Casper was the owner of a brewery and saloon in Old Appleton. Here we see a photo of his saloon.
His brewery produced a beer called Kulenbacher, which was quite popular in those days. Google Translate was not helpful in translating Kulenbacher. I did look this up in a German-English dictionary we have in our research library. Kulen may come from the word kuhle which means “cool”. Bacher may come from the word bach which means brook or creek. The brewery happened to be located near Apple Creek.
As mentioned earlier, W.A. married Bertha on December 26, 1899, not long before the turn of the 20th century. Here is their marriage license.
The pastor listed on this form is Rev. E.R. Melchert. Pastor Melchert was the pastor at Immanuel Lutheran Church in Altenburg from 1900-1903. I think he may have arrived on the scene before 1900 to perform this ceremony. The pastor at St. John’s had experienced an injury that kept him from serving his congregation at that time.

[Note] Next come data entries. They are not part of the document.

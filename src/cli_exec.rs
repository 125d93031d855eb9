use std::io::Write;
use std::path::{Path, PathBuf};

use anyhow::{Context, Result};
use time::OffsetDateTime;
use time::format_description::well_known::Rfc3339;

use prom_snapshot::compare::{NamedSnapshot, compare_snapshots};
use prom_snapshot::config::{ConnectionOverrides, ConnectionSettings, Endpoint, FileConfig};
use prom_snapshot::model::{Snapshot, SnapshotMetadata, SnapshotSummary};
use prom_snapshot::platform::{DiscoveryContext, discover_captain_domain, discover_versions};
use prom_snapshot::port_forward::PortForward;
use prom_snapshot::prometheus::PrometheusClient;
use prom_snapshot::report::{write_comparison_report, write_snapshot_table};
use prom_snapshot::store::SnapshotStore;

use crate::Commands;

pub(crate) struct GlobalOptions {
    pub(crate) dir: Option<PathBuf>,
    pub(crate) config: PathBuf,
}

pub(crate) fn handle_command(globals: &GlobalOptions, command: Commands) -> Result<()> {
    let cfg = FileConfig::load(&globals.config)?;
    let store = SnapshotStore::new(cfg.snapshots_dir(globals.dir.clone()))?;

    match command {
        Commands::Snapshot {
            output,
            url,
            namespace,
            service,
            port,
            cluster_path,
            json,
        } => {
            let overrides = ConnectionOverrides {
                url,
                namespace,
                service,
                port,
            };
            take_snapshot(&cfg, &store, &overrides, output, cluster_path, json)
        }
        Commands::List { json } => list_snapshots(&store, json),
        Commands::Compare {
            snapshot_a,
            snapshot_b,
            json,
            verbose,
        } => compare(&store, &snapshot_a, &snapshot_b, json, verbose),
    }
}

fn take_snapshot(
    cfg: &FileConfig,
    store: &SnapshotStore,
    overrides: &ConnectionOverrides,
    output: Option<PathBuf>,
    cluster_path: Option<PathBuf>,
    json: bool,
) -> Result<()> {
    let settings = ConnectionSettings::resolve(overrides, cfg);

    let mut forward = None;
    let base_url = match &settings.endpoint {
        Endpoint::Direct(url) => url.clone(),
        Endpoint::PortForward(target) => {
            tracing::info!(
                "starting port-forward to {}/{}:{}",
                target.namespace,
                target.service,
                target.port
            );
            let pf = PortForward::spawn(&settings.kubectl, target)?;
            let url = pf.local_url();
            forward = Some(pf);
            url
        }
    };

    let client = PrometheusClient::new(&base_url, settings.request_timeout)?;
    if let Some(pf) = forward.as_mut() {
        pf.wait_ready(settings.port_forward_timeout, || client.is_ready())?;
    }

    tracing::info!("fetching metrics from {}", client.base_url());
    let metrics = client.fetch_metric_names()?;
    tracing::info!("found {} metrics", metrics.len());
    drop(forward);

    let ctx = DiscoveryContext::from_env(cluster_path, cfg.workspace_root())?;
    let versions = discover_versions(&ctx);
    let metadata = SnapshotMetadata {
        platform_version: Some(versions.platform_version.clone()),
        argocd_version: Some(versions.argocd_version),
        codespace_version: Some(versions.codespace_version),
        captain_domain: Some(discover_captain_domain(&ctx)),
        prometheus_namespace: Some(settings.namespace.clone()),
        ..Default::default()
    };

    let now = OffsetDateTime::now_utc();
    let timestamp = now.format(&Rfc3339).context("format snapshot timestamp")?;
    let snapshot = Snapshot::new(metrics, metadata, timestamp);

    let path = output.unwrap_or_else(|| store.default_snapshot_path(&versions.platform_version, now));
    store.save(&snapshot, &path)?;

    eprintln!("\n✅ Snapshot saved: {}", path.display());
    eprintln!("   Platform version: {}", snapshot.platform_version());
    eprintln!("   Metrics count: {}", snapshot.metrics.len());

    if json {
        println!(
            "{}",
            serde_json::to_string_pretty(&snapshot).context("serialize snapshot json")?
        );
    } else {
        println!("{}", path.display());
    }
    Ok(())
}

fn list_snapshots(store: &SnapshotStore, json: bool) -> Result<()> {
    let entries = store.list()?;
    if entries.is_empty() {
        eprintln!("No snapshots found");
        if json {
            println!("[]");
        }
        return Ok(());
    }

    let rows = entries
        .iter()
        .map(|entry| match store.load(&entry.path) {
            Ok(snap) => SnapshotSummary {
                file: entry.file_name.clone(),
                platform_version: snap.metadata.platform_version,
                metrics_count: snap.metadata.metrics_count,
                timestamp: snap.metadata.timestamp,
                error: None,
            },
            Err(err) => {
                tracing::warn!("{:#}", err);
                SnapshotSummary {
                    file: entry.file_name.clone(),
                    platform_version: None,
                    metrics_count: None,
                    timestamp: None,
                    error: Some(err.root_cause().to_string()),
                }
            }
        })
        .collect::<Vec<_>>();

    if json {
        println!(
            "{}",
            serde_json::to_string_pretty(&rows).context("serialize snapshot list json")?
        );
    } else {
        let stdout = std::io::stdout();
        let mut out = stdout.lock();
        write_snapshot_table(&mut out, &rows)?;
        out.flush().context("flush stdout")?;
    }
    Ok(())
}

fn compare(
    store: &SnapshotStore,
    reference_a: &str,
    reference_b: &str,
    json: bool,
    verbose: bool,
) -> Result<()> {
    let a = load_named(store, &store.resolve(reference_a)?)?;
    let b = load_named(store, &store.resolve(reference_b)?)?;
    tracing::debug!("comparing {} with {}", a.file, b.file);

    let result = compare_snapshots(&a, &b);
    if json {
        println!(
            "{}",
            serde_json::to_string_pretty(&result).context("serialize comparison json")?
        );
    } else {
        let stdout = std::io::stdout();
        let mut out = stdout.lock();
        write_comparison_report(&mut out, &result, verbose)?;
        out.flush().context("flush stdout")?;
    }
    Ok(())
}

fn load_named(store: &SnapshotStore, path: &Path) -> Result<NamedSnapshot> {
    let file = path
        .file_name()
        .map(|n| n.to_string_lossy().to_string())
        .unwrap_or_else(|| path.display().to_string());
    Ok(NamedSnapshot {
        file,
        snapshot: store.load(path)?,
    })
}
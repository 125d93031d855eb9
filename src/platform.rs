//! Discovery of the platform release a snapshot is taken on.

use std::fs;
use std::path::{Path, PathBuf};

use anyhow::{Context, Result};
use serde_yaml::Value;

use crate::model::{PlatformVersions, UNKNOWN};

const VERSIONS_FILE: &str = "VERSIONS/glueops.yaml";
const SAVED_VARIABLES_FILE: &str = "saved_variables";

const PLATFORM_KEY: &str = "glueops_platform_helm_chart_version";
const ARGOCD_KEY: &str = "argocd_app_version";
const CODESPACE_KEY: &str = "codespace_version";

/// Where to look for version and cluster information.
#[derive(Clone, Debug)]
pub struct DiscoveryContext {
    pub cluster_path: Option<PathBuf>,
    pub workspace_root: PathBuf,
    pub cwd: PathBuf,
    /// Value of the `CLUSTER` environment variable.
    pub cluster_env: Option<String>,
}

impl DiscoveryContext {
    pub fn from_env(cluster_path: Option<PathBuf>, workspace_root: PathBuf) -> Result<Self> {
        Ok(Self {
            cluster_path,
            workspace_root,
            cwd: std::env::current_dir().context("get current dir")?,
            cluster_env: std::env::var("CLUSTER").ok(),
        })
    }

    fn candidate_version_files(&self) -> Vec<PathBuf> {
        let mut out = Vec::new();
        if let Some(cluster_path) = &self.cluster_path {
            out.push(cluster_path.join(VERSIONS_FILE));
        }
        out.push(
            self.workspace_root
                .join(self.cluster_env.as_deref().unwrap_or(""))
                .join(VERSIONS_FILE),
        );
        out.push(self.cwd.join(VERSIONS_FILE));

        if let Ok(entries) = fs::read_dir(&self.workspace_root) {
            let mut found = entries
                .filter_map(|e| e.ok())
                .map(|e| e.path().join(VERSIONS_FILE))
                .filter(|p| p.is_file())
                .collect::<Vec<_>>();
            found.sort();
            out.extend(found);
        }
        out
    }
}

/// Finds the first readable versions file and extracts component versions.
/// Unreadable files are logged and skipped.
pub fn discover_versions(ctx: &DiscoveryContext) -> PlatformVersions {
    for path in ctx.candidate_version_files() {
        if !path.is_file() {
            continue;
        }
        match read_versions_file(&path) {
            Ok(versions) => {
                tracing::debug!(path = %path.display(), "read platform versions");
                return versions;
            }
            Err(err) => {
                tracing::warn!("could not read {}: {:#}", path.display(), err);
            }
        }
    }
    PlatformVersions::default()
}

pub fn read_versions_file(path: &Path) -> Result<PlatformVersions> {
    let content =
        fs::read_to_string(path).with_context(|| format!("read {}", path.display()))?;
    let doc: Value =
        serde_yaml::from_str(&content).with_context(|| format!("parse {}", path.display()))?;
    parse_versions(&doc)
}

fn parse_versions(doc: &Value) -> Result<PlatformVersions> {
    let map = doc
        .as_mapping()
        .context("versions file is not a mapping")?;
    let mut versions = PlatformVersions::default();

    if let Some(list) = map.get("versions") {
        let items = list.as_sequence().context("`versions` is not a list")?;
        for item in items {
            let name = item.get("name").and_then(scalar_to_string).unwrap_or_default();
            let version = item
                .get("version")
                .and_then(scalar_to_string)
                .unwrap_or_else(|| UNKNOWN.to_string());
            match name.as_str() {
                PLATFORM_KEY => versions.platform_version = version,
                ARGOCD_KEY => versions.argocd_version = version,
                CODESPACE_KEY => versions.codespace_version = version,
                _ => {}
            }
        }
    } else {
        let get = |key: &str| {
            map.get(key)
                .and_then(scalar_to_string)
                .unwrap_or_else(|| UNKNOWN.to_string())
        };
        versions.platform_version = get(PLATFORM_KEY);
        versions.argocd_version = get(ARGOCD_KEY);
        versions.codespace_version = get(CODESPACE_KEY);
    }
    Ok(versions)
}

fn scalar_to_string(v: &Value) -> Option<String> {
    match v {
        Value::String(s) => Some(s.clone()),
        Value::Number(n) => Some(n.to_string()),
        Value::Bool(b) => Some(b.to_string()),
        _ => None,
    }
}

/// The cluster identifier: `CLUSTER` from the environment, else from the
/// workspace's `saved_variables` file.
pub fn discover_captain_domain(ctx: &DiscoveryContext) -> String {
    if let Some(cluster) = &ctx.cluster_env {
        return cluster.clone();
    }

    let saved = ctx.workspace_root.join(SAVED_VARIABLES_FILE);
    match fs::read_to_string(&saved) {
        Ok(content) => content
            .lines()
            .find_map(|line| line.strip_prefix("CLUSTER="))
            .map(|v| v.trim().to_string())
            .unwrap_or_else(|| UNKNOWN.to_string()),
        Err(_) => UNKNOWN.to_string(),
    }
}

#[cfg(test)]
#[path = "tests/platform_tests.rs"]
mod tests;
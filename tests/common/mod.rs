use std::path::Path;
use std::process::{Command, Output};
use std::sync::Arc;
use std::sync::atomic::{AtomicUsize, Ordering};
use std::thread::{self, JoinHandle};
use std::time::{Duration, Instant};

use anyhow::{Context, Result};
use axum::http::StatusCode;
use axum::routing::get;
use axum::{Json, Router};
use tokio::sync::oneshot;

/// A minimal Prometheus stand-in serving the metric-name and readiness endpoints.
pub struct FakePrometheus {
    pub base_url: String,
    shutdown: Option<oneshot::Sender<()>>,
    thread: Option<JoinHandle<()>>,
}

impl Drop for FakePrometheus {
    fn drop(&mut self) {
        if let Some(tx) = self.shutdown.take() {
            let _ = tx.send(());
        }
        if let Some(thread) = self.thread.take() {
            let _ = thread.join();
        }
    }
}

#[allow(dead_code)]
pub fn spawn_prometheus(metrics: &[&str]) -> Result<FakePrometheus> {
    spawn_prometheus_with(
        StatusCode::OK,
        serde_json::json!({ "status": "success", "data": metrics }),
    )
}

#[allow(dead_code)]
pub fn spawn_prometheus_with(status: StatusCode, body: serde_json::Value) -> Result<FakePrometheus> {
    let (prom, _hits) = spawn_prometheus_sequence(vec![(status, body)])?;
    Ok(prom)
}

/// Serves `responses` in order from the metric-names endpoint, repeating the
/// last one once exhausted. The counter records how many requests arrived.
#[allow(dead_code)]
pub fn spawn_prometheus_sequence(
    responses: Vec<(StatusCode, serde_json::Value)>,
) -> Result<(FakePrometheus, Arc<AtomicUsize>)> {
    anyhow::ensure!(!responses.is_empty(), "at least one response is required");
    let responses = Arc::new(responses);
    let hits = Arc::new(AtomicUsize::new(0));
    let counter = hits.clone();

    let app = Router::new()
        .route("/-/ready", get(|| async { "Prometheus Server is Ready.\n" }))
        .route(
            "/api/v1/label/__name__/values",
            get(move || {
                let n = counter.fetch_add(1, Ordering::SeqCst);
                let (status, body) = responses[n.min(responses.len() - 1)].clone();
                async move { (status, Json(body)) }
            }),
        );
    Ok((serve(app)?, hits))
}

fn serve(app: Router) -> Result<FakePrometheus> {
    let listener = std::net::TcpListener::bind("127.0.0.1:0").context("bind fake prometheus")?;
    listener
        .set_nonblocking(true)
        .context("set listener nonblocking")?;
    let addr = listener.local_addr().context("read listener addr")?;
    let (tx, rx) = oneshot::channel::<()>();

    let thread = thread::spawn(move || {
        let rt = tokio::runtime::Builder::new_multi_thread()
            .worker_threads(1)
            .enable_all()
            .build()
            .expect("build tokio runtime");
        rt.block_on(async move {
            let listener =
                tokio::net::TcpListener::from_std(listener).expect("adopt std listener");
            let _ = axum::serve(listener, app)
                .with_graceful_shutdown(async move {
                    let _ = rx.await;
                })
                .await;
        });
    });

    let base_url = format!("http://{}", addr);
    wait_for_ready(&base_url)?;

    Ok(FakePrometheus {
        base_url,
        shutdown: Some(tx),
        thread: Some(thread),
    })
}

fn wait_for_ready(base_url: &str) -> Result<()> {
    let client = reqwest::blocking::Client::new();
    let start = Instant::now();
    loop {
        if start.elapsed() > Duration::from_secs(5) {
            anyhow::bail!("fake prometheus did not become ready at {}/-/ready", base_url);
        }
        match client.get(format!("{}/-/ready", base_url)).send() {
            Ok(resp) if resp.status().is_success() => return Ok(()),
            _ => thread::sleep(Duration::from_millis(20)),
        }
    }
}

/// Runs the CLI from `cwd` with a scrubbed environment.
#[allow(dead_code)]
pub fn run_cli(cwd: &Path, args: &[&str]) -> Result<Output> {
    Command::new(env!("CARGO_BIN_EXE_prom-snapshot"))
        .args(args)
        .current_dir(cwd)
        .env_remove("CLUSTER")
        .env_remove("PROM_SNAPSHOT_DIR")
        .env_remove("PROM_SNAPSHOT_CONFIG")
        .env("RUST_LOG", "warn")
        .output()
        .with_context(|| format!("run prom-snapshot {:?}", args))
}

/// Like [`run_cli`], but fails unless the command succeeds; returns stdout.
#[allow(dead_code)]
pub fn run_ok(cwd: &Path, args: &[&str]) -> Result<String> {
    let out = run_cli(cwd, args)?;
    if !out.status.success() {
        anyhow::bail!(
            "prom-snapshot {:?} failed (status {:?})\nstdout:\n{}\nstderr:\n{}",
            args,
            out.status,
            String::from_utf8_lossy(&out.stdout),
            String::from_utf8_lossy(&out.stderr)
        );
    }
    Ok(String::from_utf8_lossy(&out.stdout).to_string())
}
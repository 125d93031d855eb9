use std::path::PathBuf;

use anyhow::Result;
use clap::{Parser, Subcommand};

use prom_snapshot::config::DEFAULT_CONFIG_FILE;

mod cli_exec;

const EXAMPLES: &str = "\
Examples:
  # Take a snapshot
  prom-snapshot snapshot

  # Take a snapshot with custom output
  prom-snapshot snapshot -o my-snapshot.yaml

  # Compare two snapshots
  prom-snapshot compare snapshots/v0.64.0.yaml snapshots/v0.65.0.yaml

  # Compare latest snapshot with another
  prom-snapshot compare latest snapshots/v0.64.0.yaml

  # List all snapshots
  prom-snapshot list";

#[derive(Parser)]
#[command(name = "prom-snapshot")]
#[command(about = "Capture and compare Prometheus metric snapshots", long_about = None)]
#[command(after_help = EXAMPLES)]
struct Cli {
    /// Snapshot directory
    #[arg(long, global = true, env = "PROM_SNAPSHOT_DIR", value_name = "DIR")]
    dir: Option<PathBuf>,

    /// Config file (YAML)
    #[arg(
        long,
        global = true,
        env = "PROM_SNAPSHOT_CONFIG",
        value_name = "PATH",
        default_value = DEFAULT_CONFIG_FILE
    )]
    config: PathBuf,

    #[command(subcommand)]
    command: Commands,
}

#[derive(Subcommand)]
enum Commands {
    /// Take a metrics snapshot
    Snapshot {
        /// Output file path
        #[arg(short = 'o', long)]
        output: Option<PathBuf>,
        /// Prometheus URL (skip port-forward)
        #[arg(short = 'u', long)]
        url: Option<String>,
        /// Prometheus namespace
        #[arg(short = 'n', long)]
        namespace: Option<String>,
        /// Prometheus service name
        #[arg(short = 's', long)]
        service: Option<String>,
        /// Prometheus port
        #[arg(short = 'p', long)]
        port: Option<u16>,
        /// Path to cluster directory (for version info)
        #[arg(long)]
        cluster_path: Option<PathBuf>,
        /// Emit JSON
        #[arg(long)]
        json: bool,
    },

    /// List available snapshots
    List {
        /// Emit JSON
        #[arg(long)]
        json: bool,
    },

    /// Compare two snapshots
    Compare {
        /// First snapshot file (or 'latest')
        snapshot_a: String,
        /// Second snapshot file (or 'latest')
        snapshot_b: String,
        /// Emit JSON
        #[arg(long)]
        json: bool,
        /// Show all metrics
        #[arg(short = 'v', long)]
        verbose: bool,
    },
}

fn main() {
    prom_snapshot::logging::init();
    if let Err(err) = run() {
        eprintln!("Error: {:#}", err);
        std::process::exit(1);
    }
}

fn run() -> Result<()> {
    let cli = Cli::parse();
    let globals = cli_exec::GlobalOptions {
        dir: cli.dir,
        config: cli.config,
    };
    cli_exec::handle_command(&globals, cli.command)
}
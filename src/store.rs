use std::fs;
use std::path::{Path, PathBuf};
use std::time::SystemTime;

use anyhow::{Context, Result, anyhow};
use globset::{Glob, GlobSet, GlobSetBuilder};
use time::OffsetDateTime;

use crate::model::Snapshot;

pub const LATEST: &str = "latest";
const SNAPSHOT_PATTERNS: &[&str] = &["*.yaml", "*.yml"];

#[derive(Clone, Debug)]
pub struct SnapshotEntry {
    pub path: PathBuf,
    pub file_name: String,
    pub modified: SystemTime,
}

/// A flat directory of snapshot files.
#[derive(Clone)]
pub struct SnapshotStore {
    dir: PathBuf,
    patterns: GlobSet,
}

impl SnapshotStore {
    pub fn new(dir: impl Into<PathBuf>) -> Result<Self> {
        let mut builder = GlobSetBuilder::new();
        for pattern in SNAPSHOT_PATTERNS {
            builder.add(Glob::new(pattern).with_context(|| format!("compile glob {}", pattern))?);
        }
        let patterns = builder.build().context("build snapshot globset")?;
        Ok(Self {
            dir: dir.into(),
            patterns,
        })
    }

    pub fn dir(&self) -> &Path {
        &self.dir
    }

    pub fn save(&self, snapshot: &Snapshot, path: &Path) -> Result<()> {
        let yaml = serde_yaml::to_string(snapshot).context("serialize snapshot")?;
        write_atomic(path, yaml.as_bytes())
            .with_context(|| format!("write snapshot {}", path.display()))
    }

    pub fn load(&self, path: &Path) -> Result<Snapshot> {
        load_snapshot(path)
    }

    /// Snapshot files ordered newest first (by mtime, then by name).
    pub fn list(&self) -> Result<Vec<SnapshotEntry>> {
        if !self.dir.is_dir() {
            return Err(anyhow!(
                "no snapshots directory found at {}",
                self.dir.display()
            ));
        }

        let mut out = Vec::new();
        for entry in fs::read_dir(&self.dir)
            .with_context(|| format!("read snapshots dir {}", self.dir.display()))?
        {
            let entry = entry.context("read snapshots dir entry")?;
            let path = entry.path();
            let file_name = entry.file_name().to_string_lossy().to_string();
            if !self.patterns.is_match(&file_name) {
                continue;
            }
            // Follows symlinks, so a linked snapshot sorts by its target's mtime.
            let meta = match fs::metadata(&path) {
                Ok(meta) => meta,
                Err(err) => {
                    tracing::warn!("skipping {}: {}", path.display(), err);
                    continue;
                }
            };
            if !meta.is_file() {
                continue;
            }
            let modified = meta
                .modified()
                .with_context(|| format!("read mtime of {}", path.display()))?;
            out.push(SnapshotEntry {
                path,
                file_name,
                modified,
            });
        }

        out.sort_by(|a, b| {
            b.modified
                .cmp(&a.modified)
                .then_with(|| b.file_name.cmp(&a.file_name))
        });
        Ok(out)
    }

    pub fn latest(&self) -> Result<Option<SnapshotEntry>> {
        Ok(self.list()?.into_iter().next())
    }

    /// Resolves `latest` or a snapshot path. A bare name that does not exist
    /// relative to the current directory is also looked up in the store.
    pub fn resolve(&self, reference: &str) -> Result<PathBuf> {
        if reference == LATEST {
            let latest = if self.dir.is_dir() { self.latest()? } else { None };
            return latest
                .map(|e| e.path)
                .with_context(|| format!("no snapshots found in {}", self.dir.display()));
        }

        let path = PathBuf::from(reference);
        if path.is_file() {
            return Ok(path);
        }
        let in_store = self.dir.join(reference);
        if in_store.is_file() {
            return Ok(in_store);
        }
        Err(anyhow!("snapshot not found: {}", path.display()))
    }

    pub fn default_snapshot_path(&self, platform_version: &str, now: OffsetDateTime) -> PathBuf {
        self.dir
            .join(default_snapshot_file_name(platform_version, now))
    }
}

pub fn load_snapshot(path: &Path) -> Result<Snapshot> {
    let content =
        fs::read_to_string(path).with_context(|| format!("read snapshot {}", path.display()))?;
    let snapshot: Snapshot = serde_yaml::from_str(&content)
        .with_context(|| format!("parse snapshot {}", path.display()))?;
    Ok(snapshot)
}

/// `<version with dots as dashes>_<YYYY-MM-DDTHH-MM-SS>.yaml`, in UTC.
pub fn default_snapshot_file_name(platform_version: &str, now: OffsetDateTime) -> String {
    let now = now.to_offset(time::UtcOffset::UTC);
    format!(
        "{}_{:04}-{:02}-{:02}T{:02}-{:02}-{:02}.yaml",
        platform_version.replace('.', "-"),
        now.year(),
        u8::from(now.month()),
        now.day(),
        now.hour(),
        now.minute(),
        now.second()
    )
}

fn write_atomic(path: &Path, bytes: &[u8]) -> Result<()> {
    if let Some(parent) = path.parent() {
        fs::create_dir_all(parent).context("create parent directories")?;
    }
    let tmp = path.with_extension(format!("tmp.{}", std::process::id()));
    fs::write(&tmp, bytes).with_context(|| format!("write temp file {}", tmp.display()))?;
    fs::rename(&tmp, path)
        .with_context(|| format!("rename {} -> {}", tmp.display(), path.display()))?;
    Ok(())
}

#[cfg(test)]
#[path = "tests/store_tests.rs"]
mod tests;
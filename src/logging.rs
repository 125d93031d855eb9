use tracing_subscriber::EnvFilter;

const DEFAULT_FILTER: &str = "info";

/// Installs the stderr log subscriber. `RUST_LOG` overrides the default level.
/// Calling it more than once is harmless.
pub fn init() {
    let filter =
        EnvFilter::try_from_default_env().unwrap_or_else(|_| EnvFilter::new(DEFAULT_FILTER));
    let _ = tracing_subscriber::fmt()
        .with_env_filter(filter)
        .with_target(false)
        .with_writer(std::io::stderr)
        .try_init();
}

You will also see that on this form, it shows W.A. as being a doctor. He apparently had a practice in the Old Appleton area. That may have been how he met Bertha Ludwig. I ran across this story which was published not too long ago in the Southeast Missourian in a column called Out of the Past. It refers to some events that took place in 1914.
Dr. Schoen did indeed move, and the rest of his life was spent in Cape Girardeau. The couple had no children.
Bertha died in 1952. This is her death certificate.
W.A. died in 1953. This is his death certificate.
W.A. and Bertha are both buried in the Cape County Memorial Park in Cape Girardeau. Here are their gravestones.
In the process of researching for this story, I discovered that W.A. had a brother who was also a medical doctor. His name was Ernst Rudolph Schoen, and he was born on September 7, 1873, so he was the older brother. E.R. married Maria Louise Gratz. Like his brother, Dr. E.R. Schoen had his practice not far away from his birthplace. He was a doctor in Gordonville, Missouri. When E.R. and Louise died, they were buried in the same cemetery as the other Schoens.
It is probably pretty rare for a farmer from a small village like Pocahontas to produce one medical doctor, much less two. Gustave and Anna must have been very proud of these two sons……the Schoen Doctors.